What is Heparin-Binding Growth Factor Family?
Several extracellular heparin-binding proteins involved in regulation of growth and differentiation belong to a new family of growth factors. These growth factors are highly related proteins of about 140 amino acids that contain 10 conserved cysteines probably involved in disulphide bonds, and include pleiotrophin (also known as heparin-binding growth-associated molecule HB-GAM, heparin-binding growth factor 8 HBGF-8, heparin-binding neutrophic factor HBNF and osteoblast specific protein OSF-1).
Heparin-binding growth factor family is divided into 3 main classes including FGF-2, Midkine (MK) and Pleiotrophin (PTN).
Fibroblast growth factor-2 (FGF-2), a leading member of the FGF family of heparin-binding growth factors, contributes to normal as well as pathological angiogenesis.
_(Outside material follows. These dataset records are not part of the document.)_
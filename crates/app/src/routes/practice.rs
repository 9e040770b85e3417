//! Practice sessions: the recent list, the question runner and its actions.

use std::collections::{BTreeMap, HashMap};

use api::PracticeApi;
use axum::extract::{Form, Path, Query, State};
use axum::response::{Html, Redirect};
use axum_extra::extract::cookie::CookieJar;
use services::{AnswerInput, PracticeError, SubmitOutcome};
use tracing::{debug, warn};
use ui::render_page;
use ui::views::{
    ANSWER_FIELD, ITEM_FIELD, PracticeListPage, PracticeListPageProps, PracticeSessionPage,
    PracticeSessionPageProps, SLOT_FIELD_PREFIX, ViewError, ViewState,
};
use ui::vm::{map_practice, map_recent_session};
use vocab_core::model::{ItemId, SessionId};

use crate::auth::{Learner, remember_session, session_history};
use crate::error::AppError;
use crate::flash::{flash_from, with_error, with_notice};
use crate::state::AppState;

const PRACTICE_PATH: &str = "/dashboard/practice";
const RECENT_LIMIT: usize = 10;
/// More blanks than any masked term carries.
const MAX_SLOTS: usize = 64;

type Params = Query<HashMap<String, String>>;

fn session_path(id: &str) -> String {
    format!("{PRACTICE_PATH}/{}", urlencoding::encode(id))
}

/// Message shown for a failed practice call; sign-in failures abort instead.
fn failure_message(err: PracticeError) -> Result<String, AppError> {
    if err.is_auth_failure() {
        return Err(err.into());
    }
    Ok(match err {
        PracticeError::Api(api) => api.message(),
        other => other.to_string(),
    })
}

fn redirect_failure(err: PracticeError, path: &str) -> Result<Redirect, AppError> {
    warn!(error = %err, path, "practice action failed");
    let message = failure_message(err)?;
    Ok(Redirect::to(&with_error(path, &message)))
}

pub async fn list(
    learner: Learner,
    jar: CookieJar,
    Query(params): Params,
) -> Result<Html<String>, AppError> {
    let mut recent = Vec::new();
    for id in session_history(&jar).ids().iter().take(RECENT_LIMIT) {
        match learner.api.session(id).await {
            Ok(session) => recent.push(ViewState::Ready(map_recent_session(&session))),
            Err(err) if err.is_auth_failure() => return Err(err.into()),
            Err(err) => {
                warn!(session = %id, error = %err, "recent session unavailable");
                recent.push(ViewState::Error(ViewError::new(format!(
                    "Session {id}: {}",
                    err.message()
                ))));
            }
        }
    }

    Ok(Html(render_page(
        PracticeListPage,
        PracticeListPageProps {
            viewer: learner.viewer,
            flash: flash_from(&params),
            recent,
        },
    )))
}

pub async fn start(
    State(state): State<AppState>,
    learner: Learner,
    jar: CookieJar,
) -> Result<(CookieJar, Redirect), AppError> {
    match state.practice.start_daily(&learner.api).await {
        Ok(session) => {
            let id = session.id.to_string();
            let jar = remember_session(jar, &id, state.secure_cookies);
            Ok((jar, Redirect::to(&session_path(&id))))
        }
        Err(err) => Ok((jar, redirect_failure(err, PRACTICE_PATH)?)),
    }
}

/// `?id=` from the "open a session" form.
pub async fn open(Query(params): Params) -> Redirect {
    match params.get("id").map(|id| id.trim()).filter(|id| !id.is_empty()) {
        Some(id) => Redirect::to(&session_path(id)),
        None => Redirect::to(&with_error(PRACTICE_PATH, "Enter a session id.")),
    }
}

pub async fn session(
    State(state): State<AppState>,
    learner: Learner,
    jar: CookieJar,
    Path(id): Path<String>,
    Query(params): Params,
) -> Result<(CookieJar, Html<String>), AppError> {
    let session_id = SessionId::new(id.as_str());
    let practice = match state.practice.load(&learner.api, &session_id).await {
        Ok(loaded) => {
            let item = params.get("item").and_then(|raw| raw.trim().parse::<usize>().ok());
            let runner = match item {
                Some(index) => state.practice.go_to(loaded, index),
                None => loaded,
            };
            debug!(session = %session_id, item = runner.current_index(), "practice question shown");
            ViewState::Ready(map_practice(&runner))
        }
        Err(err) => {
            warn!(session = %session_id, error = %err, "practice session could not be loaded");
            ViewState::Error(ViewError::new(failure_message(err)?))
        }
    };

    let jar = remember_session(jar, &id, state.secure_cookies);
    let page = render_page(
        PracticeSessionPage,
        PracticeSessionPageProps {
            viewer: learner.viewer,
            flash: flash_from(&params),
            practice,
        },
    );
    Ok((jar, Html(page)))
}

/// Read the submitted answer: `slot-N` fields for masked terms, else `answer`.
///
/// Slot indexes at or past [`MAX_SLOTS`] are ignored.
fn answer_input(fields: &HashMap<String, String>) -> AnswerInput {
    let slots: BTreeMap<usize, &str> = fields
        .iter()
        .filter_map(|(key, value)| {
            let index = key.strip_prefix(SLOT_FIELD_PREFIX)?.parse::<usize>().ok()?;
            (index < MAX_SLOTS).then_some((index, value.as_str()))
        })
        .collect();

    if slots.is_empty() {
        return AnswerInput::Text(fields.get(ANSWER_FIELD).cloned().unwrap_or_default());
    }
    let len = slots.keys().next_back().map_or(0, |last| last + 1);
    let mut values = vec![String::new(); len];
    for (index, value) in slots {
        values[index] = value.to_string();
    }
    AnswerInput::Slots(values)
}

pub async fn answer(
    State(state): State<AppState>,
    learner: Learner,
    Path(id): Path<String>,
    Form(fields): Form<HashMap<String, String>>,
) -> Result<Redirect, AppError> {
    let path = session_path(&id);
    let session_id = SessionId::new(id);
    let Some(item) = fields
        .get(ITEM_FIELD)
        .map(|raw| raw.trim())
        .filter(|raw| !raw.is_empty())
    else {
        return Ok(Redirect::to(&with_error(&path, "No question was selected.")));
    };

    let result = state
        .practice
        .submit(&learner.api, &session_id, &ItemId::new(item), answer_input(&fields))
        .await;
    match result {
        Ok(report) => match report.outcome {
            SubmitOutcome::Finished => Ok(Redirect::to(&with_notice(
                &path,
                "All questions answered. Complete the session to see your score.",
            ))),
            SubmitOutcome::Advanced(_) | SubmitOutcome::Failed(_) => Ok(Redirect::to(&path)),
        },
        // Kept on the runner and shown next to the question.
        Err(
            PracticeError::AlreadyAnswered
            | PracticeError::EmptyAnswer
            | PracticeError::IncompleteFill(_)
            | PracticeError::NoItems
            | PracticeError::UnknownItem(_),
        ) => Ok(Redirect::to(&path)),
        Err(err) => redirect_failure(err, &path),
    }
}

pub async fn complete(
    State(state): State<AppState>,
    learner: Learner,
    Path(id): Path<String>,
) -> Result<Redirect, AppError> {
    let path = session_path(&id);
    match state.practice.complete(&learner.api, &SessionId::new(id)).await {
        Ok(_) => Ok(Redirect::to(&with_notice(&path, "Session completed."))),
        Err(err) => redirect_failure(err, &path),
    }
}

pub async fn abandon(
    State(state): State<AppState>,
    learner: Learner,
    Path(id): Path<String>,
) -> Result<Redirect, AppError> {
    let path = session_path(&id);
    match state.practice.abandon(&learner.api, &SessionId::new(id)).await {
        Ok(_) => Ok(Redirect::to(&with_notice(&path, "Session abandoned."))),
        Err(err) => redirect_failure(err, &path),
    }
}

#[cfg(test)]
mod tests {
    use super::*;

    fn fields(pairs: &[(&str, &str)]) -> HashMap<String, String> {
        pairs
            .iter()
            .map(|(key, value)| ((*key).to_string(), (*value).to_string()))
            .collect()
    }

    #[test]
    fn slots_are_ordered_by_index() {
        let input = answer_input(&fields(&[("itemId", "i1"), ("slot-1", "b"), ("slot-0", "a")]));
        assert_eq!(input, AnswerInput::Slots(vec!["a".into(), "b".into()]));
    }

    #[test]
    fn missing_slots_stay_blank() {
        let input = answer_input(&fields(&[("slot-2", "c")]));
        assert_eq!(input, AnswerInput::Slots(vec![String::new(), String::new(), "c".into()]));
    }

    #[test]
    fn out_of_range_slots_are_ignored() {
        let input = answer_input(&fields(&[
            ("slot-0", "a"),
            ("slot-18446744073709551615", "x"),
            ("slot-2305843009213693951", "y"),
            ("slot-2000000000", "z"),
        ]));
        assert_eq!(input, AnswerInput::Slots(vec!["a".into()]));

        let input = answer_input(&fields(&[("answer", "cat"), ("slot-64", "x")]));
        assert_eq!(input, AnswerInput::Text("cat".into()));

        let input = answer_input(&fields(&[("slot-63", "z")]));
        assert!(matches!(input, AnswerInput::Slots(values) if values.len() == 64));
    }

    #[test]
    fn plain_answers_use_the_answer_field() {
        assert_eq!(
            answer_input(&fields(&[("answer", "cat")])),
            AnswerInput::Text("cat".into())
        );
        assert_eq!(answer_input(&fields(&[])), AnswerInput::Text(String::new()));
    }
}
//! The render side of a worker: scene cache, view state, pump loop and the pipeline that ties
//! them together, plus the thread that owns it all.

pub mod events;
pub mod handle;
pub mod pipeline;
pub mod pump;
pub mod scene_cache;
pub mod view;

pub use events::{PipelineCommand, RequestId};
pub use handle::PipelineHandle;
pub use pipeline::RenderPipeline;
pub use scene_cache::{ResolvedScene, SceneCache};
//! Length-delimited frames over TCP or a Unix socket.

use log::debug;
use tokio::io::{AsyncRead, AsyncWrite};
use tokio::net::TcpStream;
use tokio_util::codec::{Framed, LengthDelimitedCodec};

use crate::errors::WorkerError;
use crate::worker::endpoint::Endpoint;

/// Largest frame accepted or sent. Larger responses are replaced by a `400` before sending.
pub const MAX_FRAME_LEN: usize = 256 * 1024 * 1024;

/// Any byte stream a frame connection can run over.
pub trait Connection: AsyncRead + AsyncWrite + Unpin + Send {}
impl<T: AsyncRead + AsyncWrite + Unpin + Send> Connection for T {}

pub type FramedConnection = Framed<Box<dyn Connection>, LengthDelimitedCodec>;

pub fn codec() -> LengthDelimitedCodec {
    LengthDelimitedCodec::builder().max_frame_length(MAX_FRAME_LEN).new_codec()
}

pub fn framed<C: Connection + 'static>(conn: C) -> FramedConnection {
    Framed::new(Box::new(conn) as Box<dyn Connection>, codec())
}

/// Connects to `endpoint`.
pub async fn connect(endpoint: &Endpoint) -> Result<FramedConnection, WorkerError> {
    let conn: Box<dyn Connection> = match endpoint {
        Endpoint::Tcp { host, port } => {
            let stream = TcpStream::connect((host.as_str(), *port)).await?;
            stream.set_nodelay(true)?;
            Box::new(stream)
        }
        #[cfg(unix)]
        Endpoint::Ipc(path) => Box::new(tokio::net::UnixStream::connect(path).await?),
        #[cfg(not(unix))]
        Endpoint::Ipc(_) => return Err(WorkerError::InvalidEndpoint(endpoint.to_string())),
    };

    debug!("connected to {endpoint}");
    Ok(Framed::new(conn, codec()))
}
Pre-mRNA alternative splicing plays a key role in the regulation of cellular and tissular homeostasis and is highly controlled by splicing factors, including SRSFs. SRSFs belong to the SR protein family and are regulated by serine/threonine kinases such as SRPK1. FGF-2 promotes angiogenesis by activating a SRSF1/SRSF3/SRPK1 network that regulates VEGFR1 alternative splicing in endothelial cells, a process that could also contribute to lung tumor progression.
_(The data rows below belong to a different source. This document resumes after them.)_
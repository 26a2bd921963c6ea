pub mod backend;

/// Rendering backends for the tile worker.
pub mod backends {
    /// Null map engine and CPU offscreen context
    pub mod null;
}

pub mod encode;
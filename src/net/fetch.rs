use crate::net::Response;

/// GETs `url` and buffers the whole body.
///
/// Only transport failures are errors; a 404 is a successful fetch with a 404 status.
pub async fn fetch(client: &reqwest::Client, url: &str) -> Result<Response, reqwest::Error> {
    let res = client.get(url).send().await?;
    Response::read(res).await
}
//! Commands sent from the worker shell to the pipeline thread.

use std::fmt::{Debug, Display};

use tokio::sync::oneshot;
use uuid::Uuid;

use crate::message::WorkerReply;

/// Identifies one handled request in the logs.
#[derive(Debug, Copy, Clone, PartialEq, Eq, Hash)]
pub struct RequestId(Uuid);

impl RequestId {
    pub fn new() -> Self {
        Self(Uuid::new_v4())
    }
}

impl Default for RequestId {
    fn default() -> Self {
        Self::new()
    }
}

impl Display for RequestId {
    fn fmt(&self, f: &mut std::fmt::Formatter<'_>) -> std::fmt::Result {
        // the first group is plenty to tell requests apart in a log
        let id = self.0.simple().to_string();
        write!(f, "{}", &id[..8])
    }
}

/// Commands handled by the pipeline thread, one at a time.
pub enum PipelineCommand {
    /// Render (or health-check) one parsed HTTP request
    Render {
        request: http::Request<Vec<u8>>,
        reply: oneshot::Sender<WorkerReply>,
    },
}

impl Debug for PipelineCommand {
    fn fmt(&self, f: &mut std::fmt::Formatter<'_>) -> std::fmt::Result {
        match self {
            PipelineCommand::Render { request, .. } => f
                .debug_struct("Render")
                .field("method", request.method())
                .field("uri", request.uri())
                .field("body_len", &request.body().len())
                .finish(),
        }
    }
}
Fig 1 Graphical abstract for FGF-2-dependent regulation of sVEGFR1 splice variants
in endothelial cells and its contribution to angiogenesis and lung tumorigenesis
Midkine (MK) is one of the heparin-binding growth factors. Targeting the cytokine midkine (MK), which mediates NET formation in vitro, not only attenuates NET formation in vivo and the infiltration of polymorphonuclear neutrophils (PMNs) but also reduces fibrosis and preserves systolic function during EAM. Inhibition of NET formation in experimental autoimmune myocarditis (EAM) of mice substantially reduces inflammation in the acute phase of the disease. NETosis substantially contributes to the pathogenesis of myocarditis and drives cardiac inflammation, probably via MK, which promotes PMN trafficking and NETosis. Thus, MK as well as NETs may represent novel therapeutic targets for the treatment of cardiac inflammation.
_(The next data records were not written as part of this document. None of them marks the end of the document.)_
use std::path::PathBuf;

use crate::config::ConfigError;

/// Failures that reject a single render request.
///
/// Every variant ends up as a `400 Bad Request`; the `Display` text is sent back as the body.
#[derive(Debug, thiserror::Error)]
pub enum RenderError {
    #[error("scene is required: pass ?scene=<url> or post the scene YAML as the body")]
    MissingScene,

    #[error("not enough data to construct image: need width, height, lat, lon and zoom, or a /{{z}}/{{x}}/{{y}}.png path")]
    InsufficientView,

    #[error("invalid number for '{field}': {value:?}")]
    BadNumber { field: &'static str, value: String },

    #[error("tile {z}/{x}/{y} is out of range")]
    TileOutOfRange { z: u32, x: u32, y: u32 },

    #[error("could not write scene file {path}: {source}")]
    Io {
        path: PathBuf,
        #[source]
        source: std::io::Error,
    },

    #[error("engine error: {0}")]
    Engine(String),
}

impl RenderError {
    pub(crate) fn bad_number(field: &'static str, value: &str) -> Self {
        RenderError::BadNumber { field, value: value.to_string() }
    }
}

impl From<anyhow::Error> for RenderError {
    fn from(e: anyhow::Error) -> Self {
        RenderError::Engine(format!("{e:#}"))
    }
}

/// Fatal worker failures. These terminate the process.
#[derive(Debug, thiserror::Error)]
pub enum WorkerError {
    #[error("invalid endpoint '{0}': expected tcp://host:port or ipc:///path")]
    InvalidEndpoint(String),

    #[error("transport error: {0}")]
    Transport(#[from] std::io::Error),

    #[error("could not initialize GL context: {0}")]
    ContextInit(String),

    #[error("invalid configuration: {0}")]
    Config(#[from] ConfigError),

    #[error("render pipeline thread terminated")]
    PipelineGone,
}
Fig 2 The mechanism of action of MK
Pleiotrophin (PTN) is associated with the development and metastasis of various tumors and it is a poor prognostic factor for the tumor patients. The high expression of PTN is significantly relevant to the advanced TNM stage and poor OS in tumor patients. Therefore, PTN can serve as a promising biomarker to predict unfavorable survival outcomes, and it may be a potential target for tumor treatment.
Heparin-binding growth factors, the major targets for drug discovery, provide a new research idea for drug intervention therapy of cardiac inflammation, cancers, etc.